Now, on to elliptic curve pairings. An elliptic curve pairing (or rather, the specific form of pairing we'll explore here; there are also other types of pairings, though their logic is fairly similar) is a map \(G_2 \times G_1 \rightarrow G_t\), where:
\(\bf G_1\) is an elliptic curve, where points satisfy an equation of the form \(y^2 = x^3 + b\), and where both coordinates are elements of \(F_p\) (ie. they are simple numbers, except arithmetic is all done modulo some prime number)
\(\bf G_2\) is an elliptic curve, where points satisfy the same equation as \(G_1\), except where the coordinates are elements of \((F_p)^{12}\) (ie. they are the supercharged complex numbers we talked about above; we define a new "magic number" \(w\), which is defined by a \(12\)th degree polynomial like \(w^{12} - 18 \cdot w^6 + 82 = 0\))
\(\bf G_t\) is the type of object that the result of the elliptic curve goes into. In the curves that we look at, \(G_t\) is \(\bf (F_p)^{12}\) (the same supercharged complex number as used in \(G_2\))
The main property that it must satisfy is bilinearity, which in this context means that:
\(e(P, Q + R) = e(P, Q) \cdot e(P, R)\)
\(e(P + Q, R) = e(P, R) \cdot e(Q, R)\)
There are two other important criteria:
Efficient computability (eg. we can make an easy pairing by simply taking the discrete logarithms of all points and multiplying them together, but this is as computationally hard as breaking elliptic curve cryptography in the first place, so it doesn't count)
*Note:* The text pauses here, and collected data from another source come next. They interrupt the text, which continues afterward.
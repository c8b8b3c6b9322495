//! Small value types shared by several entities: tags, points, sizes, colors.

use std::fmt;

use s2bridge_mapping::{MappingError, probe_required, validate};
use s2bridge_wire as wire;

use crate::{Catalog, WireCodec};

/// Opaque reference to a unit. Resolving it to a live unit is the caller's job.
#[derive(Debug, Clone, Copy, PartialEq, Eq, Hash, PartialOrd, Ord)]
pub struct Tag(pub u64);

impl fmt::Display for Tag {
    fn fmt(&self, f: &mut fmt::Formatter<'_>) -> fmt::Result {
        write!(f, "tag-{}", self.0)
    }
}

impl From<u64> for Tag {
    fn from(raw: u64) -> Self {
        Self(raw)
    }
}

/// A world-space position on the map plane.
#[derive(Debug, Clone, Copy, PartialEq, Default)]
pub struct Point2d {
    x: f32,
    y: f32,
}

impl Point2d {
    pub fn new(x: f32, y: f32) -> Self {
        Self { x, y }
    }

    pub fn x(&self) -> f32 {
        self.x
    }

    pub fn y(&self) -> f32 {
        self.y
    }
}

impl WireCodec for Point2d {
    type Wire = wire::Point2D;
    const ENTITY: &'static str = "point 2d";

    fn decode<C: Catalog + ?Sized>(msg: &Self::Wire, _: &C) -> Result<Self, MappingError> {
        Ok(Self {
            x: probe_required(msg, "x", wire::Point2D::has_x, wire::Point2D::x)?,
            y: probe_required(msg, "y", wire::Point2D::has_y, wire::Point2D::y)?,
        })
    }

    fn encode(&self) -> Self::Wire {
        wire::Point2D {
            x: Some(self.x),
            y: Some(self.y),
        }
    }
}

/// A 3D position (world space, or normalized screen space for overlays).
#[derive(Debug, Clone, Copy, PartialEq, Default)]
pub struct Point {
    x: f32,
    y: f32,
    z: f32,
}

impl Point {
    pub fn new(x: f32, y: f32, z: f32) -> Self {
        Self { x, y, z }
    }

    pub fn x(&self) -> f32 {
        self.x
    }

    pub fn y(&self) -> f32 {
        self.y
    }

    pub fn z(&self) -> f32 {
        self.z
    }
}

impl WireCodec for Point {
    type Wire = wire::Point;
    const ENTITY: &'static str = "point";

    fn decode<C: Catalog + ?Sized>(msg: &Self::Wire, _: &C) -> Result<Self, MappingError> {
        Ok(Self {
            x: probe_required(msg, "x", wire::Point::has_x, wire::Point::x)?,
            y: probe_required(msg, "y", wire::Point::has_y, wire::Point::y)?,
            z: probe_required(msg, "z", wire::Point::has_z, wire::Point::z)?,
        })
    }

    fn encode(&self) -> Self::Wire {
        wire::Point {
            x: Some(self.x),
            y: Some(self.y),
            z: Some(self.z),
        }
    }
}

/// Narrows an unsigned quantity to the wire's positive `int32` range.
pub(crate) fn positive_int32(name: &'static str, value: u32) -> Result<i32, MappingError> {
    validate::require_in_range(name, value, 1..=i64::from(i32::MAX))?;
    i32::try_from(value).map_err(|_| MappingError::InvalidRange {
        name,
        value: value.into(),
    })
}

/// Raster dimensions in pixels. Both are positive and fit the wire's `int32`.
#[derive(Debug, Clone, Copy, PartialEq, Eq, Hash)]
pub struct Size2dI {
    width: i32,
    height: i32,
}

impl Size2dI {
    /// # Errors
    /// [`MappingError::InvalidRange`] if either dimension is zero or above
    /// `i32::MAX`.
    pub fn new(width: u32, height: u32) -> Result<Self, MappingError> {
        Ok(Self {
            width: positive_int32("size x", width)?,
            height: positive_int32("size y", height)?,
        })
    }

    pub fn width(&self) -> u32 {
        self.width.unsigned_abs()
    }

    pub fn height(&self) -> u32 {
        self.height.unsigned_abs()
    }

    /// Total number of pixels.
    pub fn area(&self) -> u64 {
        u64::from(self.width()) * u64::from(self.height())
    }
}

impl WireCodec for Size2dI {
    type Wire = wire::Size2DI;
    const ENTITY: &'static str = "size";

    fn decode<C: Catalog + ?Sized>(msg: &Self::Wire, _: &C) -> Result<Self, MappingError> {
        let x = probe_required(msg, "size x", wire::Size2DI::has_x, wire::Size2DI::x)?;
        let y = probe_required(msg, "size y", wire::Size2DI::has_y, wire::Size2DI::y)?;
        Ok(Self {
            width: validate::require_positive("size x", x)?,
            height: validate::require_positive("size y", y)?,
        })
    }

    fn encode(&self) -> Self::Wire {
        wire::Size2DI {
            x: Some(self.width),
            y: Some(self.height),
        }
    }
}

/// An RGB overlay color.
#[derive(Debug, Clone, Copy, PartialEq, Eq, Hash)]
pub struct Color {
    r: u8,
    g: u8,
    b: u8,
}

impl Color {
    pub const WHITE: Self = Self::new(255, 255, 255);
    pub const RED: Self = Self::new(255, 0, 0);
    pub const GREEN: Self = Self::new(0, 255, 0);
    pub const BLUE: Self = Self::new(0, 0, 255);

    pub const fn new(r: u8, g: u8, b: u8) -> Self {
        Self { r, g, b }
    }

    pub fn r(&self) -> u8 {
        self.r
    }

    pub fn g(&self) -> u8 {
        self.g
    }

    pub fn b(&self) -> u8 {
        self.b
    }
}

fn color_component(name: &'static str, value: u32) -> Result<u8, MappingError> {
    u8::try_from(value).map_err(|_| MappingError::InvalidRange {
        name,
        value: value.into(),
    })
}

impl WireCodec for Color {
    type Wire = wire::Color;
    const ENTITY: &'static str = "color";

    fn decode<C: Catalog + ?Sized>(msg: &Self::Wire, _: &C) -> Result<Self, MappingError> {
        let r = probe_required(msg, "red", wire::Color::has_r, wire::Color::r)?;
        let g = probe_required(msg, "green", wire::Color::has_g, wire::Color::g)?;
        let b = probe_required(msg, "blue", wire::Color::has_b, wire::Color::b)?;
        Ok(Self {
            r: color_component("red", r)?,
            g: color_component("green", g)?,
            b: color_component("blue", b)?,
        })
    }

    fn encode(&self) -> Self::Wire {
        wire::Color {
            r: Some(self.r.into()),
            g: Some(self.g.into()),
            b: Some(self.b.into()),
        }
    }
}

#[cfg(test)]
mod tests {
    use super::*;
    use crate::StaticCatalog;

    #[test]
    fn test_point_requires_every_coordinate() {
        let msg = wire::Point {
            x: Some(1.0),
            y: Some(2.0),
            z: None,
        };
        let err = Point::decode(&msg, &StaticCatalog::default()).unwrap_err();
        assert_eq!(err, MappingError::MissingRequiredField { name: "z" });
    }

    #[test]
    fn test_zero_coordinate_is_present_not_missing() {
        let msg = wire::Point2D {
            x: Some(0.0),
            y: Some(0.0),
        };
        let point = Point2d::decode(&msg, &StaticCatalog::default()).unwrap();
        assert_eq!(point, Point2d::new(0.0, 0.0));
    }

    #[test]
    fn test_color_component_over_255_is_invalid_range() {
        let msg = wire::Color {
            r: Some(256),
            g: Some(0),
            b: Some(0),
        };
        let err = Color::decode(&msg, &StaticCatalog::default()).unwrap_err();
        assert_eq!(
            err,
            MappingError::InvalidRange {
                name: "red",
                value: 256
            }
        );
    }

    #[test]
    fn test_size_rejects_non_positive_dimensions() {
        let msg = wire::Size2DI {
            x: Some(64),
            y: Some(0),
        };
        let err = Size2dI::decode(&msg, &StaticCatalog::default()).unwrap_err();
        assert_eq!(
            err,
            MappingError::InvalidRange {
                name: "size y",
                value: 0
            }
        );
        assert!(Size2dI::new(0, 4).is_err());
    }

    #[test]
    fn test_size_above_int32_is_rejected() {
        assert_eq!(
            Size2dI::new(u32::MAX, 1).unwrap_err(),
            MappingError::InvalidRange {
                name: "size x",
                value: i64::from(u32::MAX)
            }
        );
        let widest = i32::MAX.unsigned_abs();
        assert!(Size2dI::new(1, widest + 1).is_err());

        let size = Size2dI::new(widest, widest).unwrap();
        assert_eq!(size.encode().x, Some(i32::MAX));
        assert_eq!(Size2dI::decode(&size.encode(), &StaticCatalog::default()), Ok(size));
    }

    #[test]
    fn test_color_component_at_wire_limit() {
        let msg = wire::Color {
            r: Some(255),
            g: Some(0),
            b: Some(u32::MAX),
        };
        let err = Color::decode(&msg, &StaticCatalog::default()).unwrap_err();
        assert_eq!(
            err,
            MappingError::InvalidRange {
                name: "blue",
                value: i64::from(u32::MAX)
            }
        );
    }

    #[test]
    fn test_size_area() {
        assert_eq!(Size2dI::new(176, 200).unwrap().area(), 35_200);
        let widest = i32::MAX.unsigned_abs();
        assert_eq!(
            Size2dI::new(widest, widest).unwrap().area(),
            u64::from(widest) * u64::from(widest)
        );
    }

    #[test]
    fn test_tag_display() {
        assert_eq!(Tag(42).to_string(), "tag-42");
    }
}
//! Wire message shapes for s2bridge.
//!
//! This crate describes the messages exchanged with the game engine exactly
//! as the engine defines them: every scalar or nested message is optional,
//! every list is a repeated field, and nothing is validated.
//!
//! - **Messages** ([`ActionRawUnitCommand`], [`DebugDraw`], [`PortConfig`],
//!   [`MapState`], [`Response`], ...) with `has_*`/getter accessors for each
//!   optional field.
//! - **Codec** ([`Codec`] trait, [`JsonCodec`]) for moving messages to and
//!   from bytes.
//! - **Errors** ([`ProtocolError`]).
//!
//! # Architecture
//!
//! ```text
//! Transport (bytes) → Wire (this crate) → Mapping → Domain (s2bridge)
//! ```

mod accessors;
mod action;
mod codec;
mod common;
mod data;
mod debug;
mod error;
mod game;
mod observation;
mod response;

pub use action::{
    Action, ActionChat, ActionError, ActionRaw, ActionRawCameraMove, ActionRawUnitCommand,
};
pub use codec::Codec;
#[cfg(feature = "json")]
pub use codec::JsonCodec;
pub use common::{Color, Point, Point2D, Size2DI};
pub use data::BuffData;
pub use debug::{DebugBox, DebugDraw, DebugLine, DebugSphere, DebugText, Line};
pub use error::ProtocolError;
pub use game::{PortConfig, PortSet};
pub use observation::{
    ChatReceived, ImageData, MapState, Observation, ObservationRaw, PlayerCommon, PlayerResult,
};
pub use response::{Response, ResponseObservation, ResponsePing};
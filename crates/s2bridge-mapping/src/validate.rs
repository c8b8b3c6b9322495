//! Precondition checks shared by every decoder and builder.
//!
//! All checks are pure: they look at a value and either hand it back or
//! return a [`MappingError`] naming the field. Decoders and builder
//! `build()` methods call the same functions, which is what keeps the two
//! construction routes in agreement about what a valid object is.

use std::collections::{BTreeSet, HashSet};
use std::ops::RangeInclusive;

use crate::MappingError;

/// Whether an exclusive union may be left with no alternative set.
#[derive(Debug, Clone, Copy, PartialEq, Eq)]
pub enum Optionality {
    /// Exactly one alternative must be set.
    Required,
    /// Zero or one alternative may be set.
    Optional,
}

/// Anything that can report how many elements it holds.
pub trait Countable {
    fn count(&self) -> usize;
}

impl<T> Countable for [T] {
    fn count(&self) -> usize {
        self.len()
    }
}

impl<T> Countable for Vec<T> {
    fn count(&self) -> usize {
        self.len()
    }
}

impl<T> Countable for BTreeSet<T> {
    fn count(&self) -> usize {
        self.len()
    }
}

impl<T, S> Countable for HashSet<T, S> {
    fn count(&self) -> usize {
        self.len()
    }
}

/// Unwraps a value that must be present.
pub fn require_present<T>(name: &'static str, value: Option<T>) -> Result<T, MappingError> {
    value.ok_or(MappingError::MissingRequiredField { name })
}

/// Fails with [`MappingError::EmptyRequiredCollection`] if `collection` is empty.
pub fn require_non_empty<C: Countable + ?Sized>(
    name: &'static str,
    collection: &C,
) -> Result<(), MappingError> {
    if collection.count() == 0 {
        return Err(MappingError::EmptyRequiredCollection { name });
    }
    Ok(())
}

/// Fails unless at least one of several collections has an element.
pub fn require_any_non_empty(name: &'static str, counts: &[usize]) -> Result<(), MappingError> {
    if counts.iter().all(|&count| count == 0) {
        return Err(MappingError::EmptyRequiredCollection { name });
    }
    Ok(())
}

/// Fails with [`MappingError::InvalidRange`] unless `n > 0`.
pub fn require_positive<N>(name: &'static str, n: N) -> Result<N, MappingError>
where
    N: Into<i64> + Copy,
{
    let value = n.into();
    if value <= 0 {
        return Err(MappingError::InvalidRange { name, value });
    }
    Ok(n)
}

/// Fails with [`MappingError::InvalidRange`] unless `n` lies inside `range`.
pub fn require_in_range<N>(
    name: &'static str,
    n: N,
    range: RangeInclusive<i64>,
) -> Result<N, MappingError>
where
    N: Into<i64> + Copy,
{
    let value = n.into();
    if !range.contains(&value) {
        return Err(MappingError::InvalidRange { name, value });
    }
    Ok(n)
}

/// Checks that at most one (or, if `Required`, exactly one) flag is set.
///
/// Returns the index of the set alternative, or `None` when an optional
/// union has none set.
pub fn require_exactly_one_of(
    name: &'static str,
    alternatives: &[bool],
    optionality: Optionality,
) -> Result<Option<usize>, MappingError> {
    let mut set = alternatives
        .iter()
        .enumerate()
        .filter_map(|(index, &is_set)| is_set.then_some(index));
    match (set.next(), set.next()) {
        (Some(_), Some(_)) => Err(MappingError::ConflictingVariant { name }),
        (Some(index), None) => Ok(Some(index)),
        (None, _) => match optionality {
            Optionality::Required => Err(MappingError::MissingRequiredField { name }),
            Optionality::Optional => Ok(None),
        },
    }
}

/// Fails with [`MappingError::MissingRequiredField`] unless some flag is set.
pub fn require_at_least_one_of(
    name: &'static str,
    alternatives: &[bool],
) -> Result<(), MappingError> {
    if !alternatives.iter().any(|&is_set| is_set) {
        return Err(MappingError::MissingRequiredField { name });
    }
    Ok(())
}
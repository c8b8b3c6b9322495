//! Debug overlays: text labels, lines, boxes, and spheres drawn by the engine.
//!
//! Primitives are plain values created with `new` and refined with
//! `with_*`/`at_*` methods that return a new value. A [`DebugDraw`] batch
//! owns its primitives in order and is never empty.

use s2bridge_mapping::{
    MappingError, OneOf, Sequence, collection, probe, probe_required, validate, variant,
};
use s2bridge_wire as wire;

use crate::{Catalog, Color, Point, WireCodec};

fn decode_color<C: Catalog + ?Sized>(
    color: Option<&wire::Color>,
    catalog: &C,
) -> Result<Option<Color>, MappingError> {
    color.map(|c| Color::decode(c, catalog)).transpose()
}

// ---------------------------------------------------------------------------
// Text
// ---------------------------------------------------------------------------

/// Where a text label is anchored.
#[derive(Debug, Clone, Copy, PartialEq, Default)]
pub enum TextPosition {
    /// Engine default placement.
    #[default]
    Unplaced,
    /// Normalized screen coordinates.
    Screen(Point),
    /// World coordinates.
    World(Point),
}

#[derive(Debug, Clone, PartialEq)]
pub struct DebugText {
    color: Option<Color>,
    text: String,
    position: TextPosition,
    size: Option<u32>,
}

impl DebugText {
    pub fn new(text: impl Into<String>) -> Self {
        Self {
            color: None,
            text: text.into(),
            position: TextPosition::Unplaced,
            size: None,
        }
    }

    pub fn with_color(self, color: Color) -> Self {
        Self {
            color: Some(color),
            ..self
        }
    }

    pub fn at_screen(self, position: Point) -> Self {
        Self {
            position: TextPosition::Screen(position),
            ..self
        }
    }

    pub fn at_world(self, position: Point) -> Self {
        Self {
            position: TextPosition::World(position),
            ..self
        }
    }

    pub fn with_size(self, size: u32) -> Self {
        Self {
            size: Some(size),
            ..self
        }
    }

    pub fn color(&self) -> Option<Color> {
        self.color
    }

    pub fn text(&self) -> &str {
        &self.text
    }

    pub fn position(&self) -> TextPosition {
        self.position
    }

    pub fn size(&self) -> Option<u32> {
        self.size
    }
}
//! Resolution of mutually exclusive wire fields.
//!
//! Several wire messages carry two optional fields of which at most one may
//! be set (a command targets a unit *or* a position). The resolver looks at
//! both, rejects the message if both are set, and otherwise yields a single
//! [`OneOf`] value. Encoding goes the other way with [`OneOf::into_parts`],
//! leaving the unused alternative absent.

use crate::MappingError;
use crate::validate::{self, Optionality};

/// One of two alternatives. Never both.
#[derive(Debug, Clone, Copy, PartialEq, Eq, Hash)]
pub enum OneOf<A, B> {
    First(A),
    Second(B),
}

impl<A, B> OneOf<A, B> {
    /// Converts each alternative, keeping the variant. Stops at the first error.
    pub fn try_map<C, D, E>(
        self,
        first: impl FnOnce(A) -> Result<C, E>,
        second: impl FnOnce(B) -> Result<D, E>,
    ) -> Result<OneOf<C, D>, E> {
        Ok(match self {
            Self::First(a) => OneOf::First(first(a)?),
            Self::Second(b) => OneOf::Second(second(b)?),
        })
    }

    /// Splits back into the two wire-side options; exactly one is `Some`.
    pub fn into_parts(self) -> (Option<A>, Option<B>) {
        match self {
            Self::First(a) => (Some(a), None),
            Self::Second(b) => (None, Some(b)),
        }
    }
}

/// Resolves a union that may have no alternative set.
///
/// # Errors
/// [`MappingError::ConflictingVariant`] if both are present.
pub fn resolve_optional<A, B>(
    name: &'static str,
    first: Option<A>,
    second: Option<B>,
) -> Result<Option<OneOf<A, B>>, MappingError> {
    validate::require_exactly_one_of(
        name,
        &[first.is_some(), second.is_some()],
        Optionality::Optional,
    )?;
    Ok(match (first, second) {
        (Some(a), _) => Some(OneOf::First(a)),
        (None, Some(b)) => Some(OneOf::Second(b)),
        (None, None) => None,
    })
}

/// Resolves a union that must have exactly one alternative set.
///
/// # Errors
/// [`MappingError::ConflictingVariant`] if both are present,
/// [`MappingError::MissingRequiredField`] if neither is.
pub fn resolve_required<A, B>(
    name: &'static str,
    first: Option<A>,
    second: Option<B>,
) -> Result<OneOf<A, B>, MappingError> {
    validate::require_exactly_one_of(
        name,
        &[first.is_some(), second.is_some()],
        Optionality::Required,
    )?;
    match (first, second) {
        (Some(a), _) => Ok(OneOf::First(a)),
        (None, Some(b)) => Ok(OneOf::Second(b)),
        (None, None) => Err(MappingError::MissingRequiredField { name }),
    }
}

/// Splits an optional union into its two wire-side options.
pub fn split<A, B>(value: Option<OneOf<A, B>>) -> (Option<A>, Option<B>) {
    value.map_or((None, None), OneOf::into_parts)
}
//! Static game data messages.

use serde::{Deserialize, Serialize};

use crate::accessors::optional_fields;

/// A buff entry from the engine's data tables.
#[derive(Debug, Clone, Default, PartialEq, Eq, Serialize, Deserialize)]
#[serde(default)]
pub struct BuffData {
    pub buff_id: Option<u32>,
    pub name: Option<String>,
}

optional_fields!(BuffData {
    scalar buff_id: u32 => has_buff_id;
    text name: String => has_name;
});
//! Error types for the mapping layer.

/// Why a wire message could not become a domain object, or why a builder
/// refused to finish.
///
/// Decode paths and builder finalization return the same variants for the
/// same broken invariant, so callers can react to one taxonomy regardless
/// of how an object was being constructed. Each variant names the field
/// (or union) it is about.
///
/// ## Matching on errors
///
/// The `name` and `kind` fields are `&'static str` literals chosen by the
/// decoder, so they can be matched directly:
///
/// ```rust
/// use s2bridge_mapping::MappingError;
///
/// fn describe(err: &MappingError) -> String {
///     match err {
///         MappingError::MissingRequiredField { name: "creep" } => {
///             "map state arrived without a creep layer".into()
///         }
///         MappingError::UnknownIdentifier { kind, id } => {
///             format!("catalog is out of date: no {kind} {id}")
///         }
///         other => other.to_string(),
///     }
/// }
///
/// let err = MappingError::InvalidRange { name: "shared port", value: 0 };
/// assert_eq!(describe(&err), "shared port is out of range: 0");
/// assert_eq!(err.subject(), "shared port");
/// ```
///
/// `InvalidRange` and `UnknownIdentifier` carry the offending value as
/// `i64`, which holds every wire integer width (`int32`, `uint32`) without
/// loss.
#[derive(Debug, Clone, PartialEq, Eq, thiserror::Error)]
pub enum MappingError {
    /// A required field was absent on decode, or never supplied to a builder.
    #[error("{name} is required")]
    MissingRequiredField { name: &'static str },

    /// A required collection ended up with zero elements.
    #[error("{name} must not be empty")]
    EmptyRequiredCollection { name: &'static str },

    /// More than one alternative of an exclusive union was set.
    #[error("{name} must have at most one alternative set")]
    ConflictingVariant { name: &'static str },

    /// A numeric value is outside the range its field allows.
    #[error("{name} is out of range: {value}")]
    InvalidRange { name: &'static str, value: i64 },

    /// A lookup table has no entry for the identifier.
    #[error("unknown {kind} identifier: {id}")]
    UnknownIdentifier { kind: &'static str, id: i64 },

    /// The message handed to decode was itself absent.
    #[error("{name} message is absent")]
    NullInput { name: &'static str },
}

impl MappingError {
    /// The field, union, or table the error is about.
    pub fn subject(&self) -> &'static str {
        match self {
            Self::MissingRequiredField { name }
            | Self::EmptyRequiredCollection { name }
            | Self::ConflictingVariant { name }
            | Self::InvalidRange { name, .. }
            | Self::NullInput { name } => name,
            Self::UnknownIdentifier { kind, .. } => kind,
        }
    }
}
Non-degeneracy (sure, you could just define \(e(P, Q) = 1\), but that's not a particularly useful pairing)
So how do we do this?
The math behind why pairing functions work is quite tricky and involves quite a bit of advanced algebra going even beyond what we've seen so far, but I'll provide an outline. First of all, we need to define the concept of a divisor, basically an alternative way of representing functions on elliptic curve points. A divisor of a function basically counts the zeroes and the infinities of the function. To see what this means, let's go through a few examples. Let us fix some point \(P = (P_x, P_y)\), and consider the following function:
\(f(x, y) = x - P_x\)
The divisor is \([P] + [-P] - 2 \cdot [O]\) (the square brackets are used to represent the fact that we are referring to the presence of the point \(P\) in the set of zeroes and infinities of the function, not the point P itself; \([P] + [Q]\) is not the same thing as \([P + Q]\)). The reasoning is as follows:
The function is equal to zero at \(P\), since \(x\) is \(P_x\), so \(x - P_x = 0\)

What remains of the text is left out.